§ EXERCISE INSTRUCTIONS
Stop after the line containing "use fedis_bench_core::suite::run_quick;"; retype every line of the data before it exactly, starting from the first.

━━━━━ SOURCE INFORMATION ━━━━━

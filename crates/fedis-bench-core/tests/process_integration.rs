//! Server lifecycle tests using stock system programs as stand-in servers.
// crates/fedis-bench-core/tests/process_integration.rs
// =============================================================================
// Module: Server Process Integration Tests
// Description: Spawn, readiness, and teardown against real child processes.
// Purpose: Verify startup failures surface and no child outlives its guard.
// =============================================================================

use std::time::Duration;

use fedis_bench_core::HarnessError;
use fedis_bench_core::NoopEventSink;
use fedis_bench_core::ProcessError;
use fedis_bench_core::QuickThresholds;
use fedis_bench_core::ReadinessPolicy;
use fedis_bench_core::ServerLauncher;
use fedis_bench_core::suite::run_quick;

type TestResult = Result<(), String>;

fn launcher(program: &str, args: &[&str], attempts: u32) -> ServerLauncher {
    ServerLauncher {
        program: program.to_string(),
        args: args.iter().map(ToString::to_string).collect(),
        readiness: ReadinessPolicy {
            attempts,
            attempt_timeout: Duration::from_millis(50),
            interval: Duration::from_millis(20),
        },
        stop_grace: Duration::from_millis(500),
        ..ServerLauncher::default()
    }
}

fn free_port() -> Result<u16, String> {
    let listener = std::net::TcpListener::bind("127.0.0.1:0").map_err(|err| err.to_string())?;
    Ok(listener.local_addr().map_err(|err| err.to_string())?.port())
}

#[test]
fn missing_program_is_a_spawn_error() -> TestResult {
    let launcher = launcher("fedis-bench-definitely-not-installed", &[], 3);
    match launcher.start(free_port()?, &[]) {
        Err(ProcessError::Spawn {
            program, ..
        }) if program == "fedis-bench-definitely-not-installed" => Ok(()),
        Err(err) => Err(format!("expected spawn error, got {err}")),
        Ok(_) => Err("expected spawn error, got a running server".to_string()),
    }
}

#[test]
fn quick_run_propagates_startup_failure() -> TestResult {
    let launcher = launcher("fedis-bench-definitely-not-installed", &[], 3);
    let thresholds = QuickThresholds {
        duration_sec: 1,
        set_ops_per_sec_min: 1.0,
        get_ops_per_sec_min: 1.0,
    };
    match run_quick(&launcher, free_port()?, &thresholds, &NoopEventSink) {
        Err(HarnessError::Process(ProcessError::Spawn {
            ..
        })) => Ok(()),
        Err(err) => Err(format!("expected process error, got {err}")),
        Ok(_) => Err("expected process error, got a report".to_string()),
    }
}

#[cfg(unix)]
#[test]
fn early_exit_is_detected_before_budget_runs_out() -> TestResult {
    let launcher = launcher("sh", &["-c", "exit 3"], 200);
    match launcher.start(free_port()?, &[]) {
        Err(ProcessError::ExitedEarly {
            status,
        }) => {
            if status.contains('3') {
                Ok(())
            } else {
                Err(format!("exit status not reported: {status}"))
            }
        }
        Err(err) => Err(format!("expected early exit, got {err}")),
        Ok(_) => Err("expected early exit, got a running server".to_string()),
    }
}

#[cfg(unix)]
#[test]
fn silent_server_times_out_and_is_reaped() -> TestResult {
    let launcher = launcher("sleep", &["30"], 4);
    let started = std::time::Instant::now();
    match launcher.start(free_port()?, &[]) {
        Err(ProcessError::StartupTimeout {
            attempts, ..
        }) if attempts == 4 => {}
        Err(err) => return Err(format!("expected startup timeout, got {err}")),
        Ok(_) => return Err("expected startup timeout, got a running server".to_string()),
    }
    // The guard's drop sends SIGTERM; `sleep` exits at once, well before 30s.
    if started.elapsed() > Duration::from_secs(10) {
        return Err("teardown waited for the child to exit on its own".to_string());
    }
    Ok(())
}

#[cfg(unix)]
#[test]
fn stop_is_idempotent() -> TestResult {
    use std::net::TcpListener;

    // Something must accept on the port for readiness to pass; the child
    // is an unrelated long-running program owned by the guard.
    let listener = TcpListener::bind("127.0.0.1:0").map_err(|err| err.to_string())?;
    let port = listener.local_addr().map_err(|err| err.to_string())?.port();
    let launcher = launcher("sleep", &["30"], 10);
    let (mut server, connection) = launcher.start(port, &[]).map_err(|err| err.to_string())?;
    drop(connection);
    if !server.is_running() || server.pid().is_none() || server.port() != port {
        return Err("server guard should own a running child".to_string());
    }
    let first = server.stop().map_err(|err| err.to_string())?;
    let second = server.stop().map_err(|err| err.to_string())?;
    if first.is_none() || second.is_some() || server.is_running() {
        return Err(format!("unexpected stop results: {first:?} then {second:?}"));
    }
    Ok(())
}

#[cfg(unix)]
#[test]
fn measurement_failure_still_reaps_server() -> TestResult {
    use std::fs;
    use std::net::TcpListener;
    use std::thread;
    use std::time::Instant;

    use nix::errno::Errno;
    use nix::sys::signal::kill;
    use nix::unistd::Pid;

    let dir = tempfile::tempdir().map_err(|err| err.to_string())?;
    let pid_file = dir.path().join("server.pid");
    let script = format!("echo $$ > '{}'; exec sleep 30", pid_file.display());
    let launcher = launcher("sh", &["-c", script.as_str()], 200);
    let port = free_port()?;
    // Listen only once the pid is recorded; every accepted connection is closed at once.
    let watched = pid_file.clone();
    thread::spawn(move || {
        while !watched.exists() {
            thread::sleep(Duration::from_millis(10));
        }
        let Ok(listener) = TcpListener::bind(("127.0.0.1", port)) else {
            return;
        };
        for stream in listener.incoming() {
            drop(stream);
        }
    });
    let thresholds = QuickThresholds {
        duration_sec: 1,
        set_ops_per_sec_min: 1.0,
        get_ops_per_sec_min: 1.0,
    };
    let started = Instant::now();
    match run_quick(&launcher, port, &thresholds, &NoopEventSink) {
        Err(HarnessError::Measure(_)) => {}
        Err(err) => return Err(format!("expected measurement error, got {err}")),
        Ok(_) => return Err("expected measurement error, got a report".to_string()),
    }
    if started.elapsed() > Duration::from_secs(10) {
        return Err("teardown waited for the child to exit on its own".to_string());
    }
    let raw = fs::read_to_string(&pid_file).map_err(|err| err.to_string())?;
    let pid = raw.trim().parse::<i32>().map_err(|err| err.to_string())?;
    match kill(Pid::from_raw(pid), None) {
        Err(Errno::ESRCH) => Ok(()),
        other => Err(format!("server pid {pid} still exists: {other:?}")),
    }
}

━━━━━

§ WRITTEN RESPONSE
filename crates/fedis-bench-core/tests/process_integration.rs
//! Server lifecycle tests using stock system programs as stand-in servers.
// crates/fedis-bench-core/tests/process_integration.rs
// =============================================================================
// Module: Server Process Integration Tests
// Description: Spawn, readiness, and teardown against real child processes.
// Purpose: Verify startup failures surface and no child outlives its guard.
// =============================================================================

use std::time::Duration;

use fedis_bench_core::HarnessError;
use fedis_bench_core::NoopEventSink;
use fedis_bench_core::ProcessError;
use fedis_bench_core::QuickThresholds;
use fedis_bench_core::ReadinessPolicy;
use fedis_bench_core::ServerLauncher;
use fedis_bench_core::suite::run_quick;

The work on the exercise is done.